__Exercise__
State, as a bare number, how many lines below contain "Related".

· · · ·

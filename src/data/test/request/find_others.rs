use super::*;
use test_utils::factory::item_request::RequestFactory;

/// Tests that the caller's own requests are excluded from the shared listing.
///
/// Expected: Ok with only the other user's requests, newest first
#[tokio::test]
async fn excludes_the_callers_own_requests() -> Result<(), DbErr> {
    let test = TestBuilder::new()
        .with_table(User)
        .with_table(ItemRequest)
        .build()
        .await
        .unwrap();
    let db = test.db.as_ref().unwrap();

    let caller = factory::create_user(db).await?;
    let other = factory::create_user(db).await?;

    let now = Utc::now();
    factory::create_request(db, caller.id).await?;
    let older = RequestFactory::new(db, other.id)
        .created(now - Duration::hours(2))
        .build()
        .await?;
    let newer = RequestFactory::new(db, other.id)
        .created(now - Duration::hours(1))
        .build()
        .await?;

    let requests = RequestRepository::new(db)
        .find_others(caller.id, 0, 10)
        .await?;

    let ids: Vec<i32> = requests.iter().map(|r| r.id).collect();
    assert_eq!(ids, vec![newer.id, older.id]);

    Ok(())
}

/// Tests offset and limit on the shared listing.
///
/// Expected: Ok with only the second-newest request
#[tokio::test]
async fn applies_offset_and_limit() -> Result<(), DbErr> {
    let test = TestBuilder::new()
        .with_table(User)
        .with_table(ItemRequest)
        .build()
        .await
        .unwrap();
    let db = test.db.as_ref().unwrap();

    let caller = factory::create_user(db).await?;
    let other = factory::create_user(db).await?;

    let now = Utc::now();
    for hours in 1..=3 {
        RequestFactory::new(db, other.id)
            .created(now - Duration::hours(hours))
            .build()
            .await?;
    }

    let requests = RequestRepository::new(db)
        .find_others(caller.id, 1, 1)
        .await?;

    assert_eq!(requests.len(), 1);
    // Newest first, so offset 1 is the request created two hours ago
    assert!((requests[0].created - (now - Duration::hours(2))).num_seconds().abs() < 1);

    Ok(())
}
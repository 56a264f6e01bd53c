use sea_orm_migration::{prelude::*, schema::*};

use super::{
    m20260110_000001_create_user_table::User, m20260110_000003_create_item_table::Item,
};

#[derive(DeriveMigrationName)]
pub struct Migration;

#[async_trait::async_trait]
impl MigrationTrait for Migration {
    async fn up(&self, manager: &SchemaManager) -> Result<(), DbErr> {
        manager
            .create_table(
                Table::create()
                    .table(Comment::Table)
                    .if_not_exists()
                    .col(pk_auto(Comment::Id))
                    .col(integer(Comment::ItemId))
                    .col(integer(Comment::AuthorId))
                    .col(text(Comment::Text))
                    .col(timestamp(Comment::Created))
                    .foreign_key(
                        ForeignKey::create()
                            .name("fk_comment_item_id")
                            .from(Comment::Table, Comment::ItemId)
                            .to(Item::Table, Item::Id)
                            .on_delete(ForeignKeyAction::Cascade)
                            .on_update(ForeignKeyAction::Cascade),
                    )
                    .foreign_key(
                        ForeignKey::create()
                            .name("fk_comment_author_id")
                            .from(Comment::Table, Comment::AuthorId)
                            .to(User::Table, User::Id)
                            .on_delete(ForeignKeyAction::Cascade)
                            .on_update(ForeignKeyAction::Cascade),
                    )
                    .to_owned(),
            )
            .await
    }

    async fn down(&self, manager: &SchemaManager) -> Result<(), DbErr> {
        manager
            .drop_table(Table::drop().table(Comment::Table).to_owned())
            .await
    }
}

#[derive(DeriveIden)]
pub enum Comment {
    Table,
    Id,
    ItemId,
    AuthorId,
    Text,
    Created,
}
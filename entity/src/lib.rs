//! SeaORM entity models for the ShareIt domain.
//!
//! Each module defines one database table: users, shareable items, bookings of
//! items, comments left after a completed rental, and item requests that owners
//! can fulfill. The `prelude` re-exports every `Entity` under its domain name.

pub mod booking;
pub mod comment;
pub mod item;
pub mod item_request;
pub mod user;

pub mod prelude {
    pub use super::booking::Entity as Booking;
    pub use super::comment::Entity as Comment;
    pub use super::item::Entity as Item;
    pub use super::item_request::Entity as ItemRequest;
    pub use super::user::Entity as User;
}
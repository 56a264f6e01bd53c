use super::*;

/// Tests moving a WAITING booking to APPROVED.
///
/// Expected: Ok with the new status persisted
#[tokio::test]
async fn persists_the_new_status() -> Result<(), DbErr> {
    let test = TestBuilder::new()
        .with_booking_tables()
        .build()
        .await
        .unwrap();
    let db = test.db.as_ref().unwrap();

    let (_owner, _booker, _item, booking) =
        factory::helpers::create_booking_with_dependencies(db).await?;
    let booking_id = booking.id;

    let repo = BookingRepository::new(db);
    let updated = repo.set_status(booking, BookingStatus::Approved).await?;

    assert_eq!(updated.status, BookingStatus::Approved.as_str());

    let stored = repo.get_by_id(booking_id).await?.unwrap();
    assert_eq!(stored.status, BookingStatus::Approved.as_str());

    Ok(())
}
use serde::{Deserialize, Serialize};
use utoipa::ToSchema;

#[derive(Serialize, Deserialize, PartialEq, Clone, Debug, ToSchema)]
pub struct UserDto {
    pub id: i32,
    pub name: String,
    pub email: String,
}

#[derive(Serialize, Deserialize, PartialEq, Clone, Debug, ToSchema)]
pub struct CreateUserDto {
    pub name: String,
    pub email: String,
}

/// Partial update. Absent fields are left untouched.
#[derive(Serialize, Deserialize, PartialEq, Clone, Debug, Default, ToSchema)]
pub struct UpdateUserDto {
    pub name: Option<String>,
    pub email: Option<String>,
}

impl From<entity::user::Model> for UserDto {
    fn from(user: entity::user::Model) -> Self {
        Self {
            id: user.id,
            name: user.name,
            email: user.email,
        }
    }
}
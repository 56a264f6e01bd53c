use sea_orm_migration::{prelude::*, schema::*};

use super::{
    m20260110_000001_create_user_table::User, m20260110_000003_create_item_table::Item,
};

#[derive(DeriveMigrationName)]
pub struct Migration;

#[async_trait::async_trait]
impl MigrationTrait for Migration {
    async fn up(&self, manager: &SchemaManager) -> Result<(), DbErr> {
        manager
            .create_table(
                Table::create()
                    .table(Booking::Table)
                    .if_not_exists()
                    .col(pk_auto(Booking::Id))
                    .col(integer(Booking::ItemId))
                    .col(integer(Booking::BookerId))
                    .col(timestamp(Booking::Start))
                    .col(timestamp(Booking::End))
                    .col(string(Booking::Status))
                    .foreign_key(
                        ForeignKey::create()
                            .name("fk_booking_item_id")
                            .from(Booking::Table, Booking::ItemId)
                            .to(Item::Table, Item::Id)
                            .on_delete(ForeignKeyAction::Cascade)
                            .on_update(ForeignKeyAction::Cascade),
                    )
                    .foreign_key(
                        ForeignKey::create()
                            .name("fk_booking_booker_id")
                            .from(Booking::Table, Booking::BookerId)
                            .to(User::Table, User::Id)
                            .on_delete(ForeignKeyAction::Cascade)
                            .on_update(ForeignKeyAction::Cascade),
                    )
                    .to_owned(),
            )
            .await
    }

    async fn down(&self, manager: &SchemaManager) -> Result<(), DbErr> {
        manager
            .drop_table(Table::drop().table(Booking::Table).to_owned())
            .await
    }
}

#[derive(DeriveIden)]
pub enum Booking {
    Table,
    Id,
    ItemId,
    BookerId,
    Start,
    End,
    Status,
}
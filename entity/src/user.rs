use sea_orm::entity::prelude::*;

/// A registered user. Users own items, book other users' items, and post
/// requests for items nobody has listed yet.
#[derive(Clone, Debug, PartialEq, Eq, DeriveEntityModel)]
#[sea_orm(table_name = "user")]
pub struct Model {
    #[sea_orm(primary_key)]
    pub id: i32,
    pub name: String,
    /// Unique across all users, enforced by the database.
    #[sea_orm(unique)]
    pub email: String,
}

#[derive(Copy, Clone, Debug, EnumIter, DeriveRelation)]
pub enum Relation {
    #[sea_orm(has_many = "super::item::Entity")]
    Item,
    #[sea_orm(has_many = "super::booking::Entity")]
    Booking,
}

impl Related<super::item::Entity> for Entity {
    fn to() -> RelationDef {
        Relation::Item.def()
    }
}

impl Related<super::booking::Entity> for Entity {
    fn to() -> RelationDef {
        Relation::Booking.def()
    }
}

impl ActiveModelBehavior for ActiveModel {}
use sea_orm::entity::prelude::*;

/// A booking of an item for a time window.
///
/// `status` holds one of `WAITING`, `APPROVED` or `REJECTED`; the typed
/// `BookingStatus` enum in the application layer converts at the boundary.
/// A booking is created `WAITING` and moved exactly once to a terminal state
/// by the item's owner.
#[derive(Clone, Debug, PartialEq, Eq, DeriveEntityModel)]
#[sea_orm(table_name = "booking")]
pub struct Model {
    #[sea_orm(primary_key)]
    pub id: i32,
    pub item_id: i32,
    pub booker_id: i32,
    pub start: DateTimeUtc,
    pub end: DateTimeUtc,
    pub status: String,
}

#[derive(Copy, Clone, Debug, EnumIter, DeriveRelation)]
pub enum Relation {
    #[sea_orm(
        belongs_to = "super::item::Entity",
        from = "Column::ItemId",
        to = "super::item::Column::Id",
        on_update = "Cascade",
        on_delete = "Cascade"
    )]
    Item,
    #[sea_orm(
        belongs_to = "super::user::Entity",
        from = "Column::BookerId",
        to = "super::user::Column::Id",
        on_update = "Cascade",
        on_delete = "Cascade"
    )]
    Booker,
}

impl Related<super::item::Entity> for Entity {
    fn to() -> RelationDef {
        Relation::Item.def()
    }
}

impl Related<super::user::Entity> for Entity {
    fn to() -> RelationDef {
        Relation::Booker.def()
    }
}

impl ActiveModelBehavior for ActiveModel {}
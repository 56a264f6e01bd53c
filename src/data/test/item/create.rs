use super::*;

/// Tests creating an item without a request reference.
///
/// Expected: Ok with the stored item carrying the owner and no request
#[tokio::test]
async fn creates_item_without_request() -> Result<(), DbErr> {
    let test = TestBuilder::new()
        .with_table(User)
        .with_table(ItemRequest)
        .with_table(Item)
        .build()
        .await
        .unwrap();
    let db = test.db.as_ref().unwrap();

    let owner = factory::create_user(db).await?;

    let repo = ItemRepository::new(db);
    let item = repo
        .create(
            owner.id,
            "Drill".to_string(),
            "Cordless power drill".to_string(),
            true,
            None,
        )
        .await?;

    assert_eq!(item.owner_id, owner.id);
    assert_eq!(item.name, "Drill");
    assert!(item.available);
    assert!(item.request_id.is_none());

    Ok(())
}

/// Tests creating an item that fulfills a request.
///
/// Expected: Ok with the request reference stored
#[tokio::test]
async fn creates_item_with_request_reference() -> Result<(), DbErr> {
    let test = TestBuilder::new()
        .with_table(User)
        .with_table(ItemRequest)
        .with_table(Item)
        .build()
        .await
        .unwrap();
    let db = test.db.as_ref().unwrap();

    let owner = factory::create_user(db).await?;
    let requester = factory::create_user(db).await?;
    let request = factory::create_request(db, requester.id).await?;

    let item = ItemRepository::new(db)
        .create(
            owner.id,
            "Ladder".to_string(),
            "Folding ladder".to_string(),
            true,
            Some(request.id),
        )
        .await?;

    assert_eq!(item.request_id, Some(request.id));

    Ok(())
}
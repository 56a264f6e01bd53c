use super::*;
use entity::prelude::User;

/// Tests updating a user's name and email.
///
/// Expected: Ok with both fields replaced and the change persisted
#[tokio::test]
async fn updates_name_and_email() -> Result<(), DbErr> {
    let test = TestBuilder::new().with_table(User).build().await.unwrap();
    let db = test.db.as_ref().unwrap();

    let user = factory::create_user(db).await?;
    let user_id = user.id;

    let repo = UserRepository::new(db);
    let updated = repo
        .update(user, "Renamed".to_string(), "renamed@example.com".to_string())
        .await?;

    assert_eq!(updated.id, user_id);
    assert_eq!(updated.name, "Renamed");
    assert_eq!(updated.email, "renamed@example.com");

    let stored = repo.get_by_id(user_id).await?;
    assert_eq!(stored, Some(updated));

    Ok(())
}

· · · ·

__Result__
4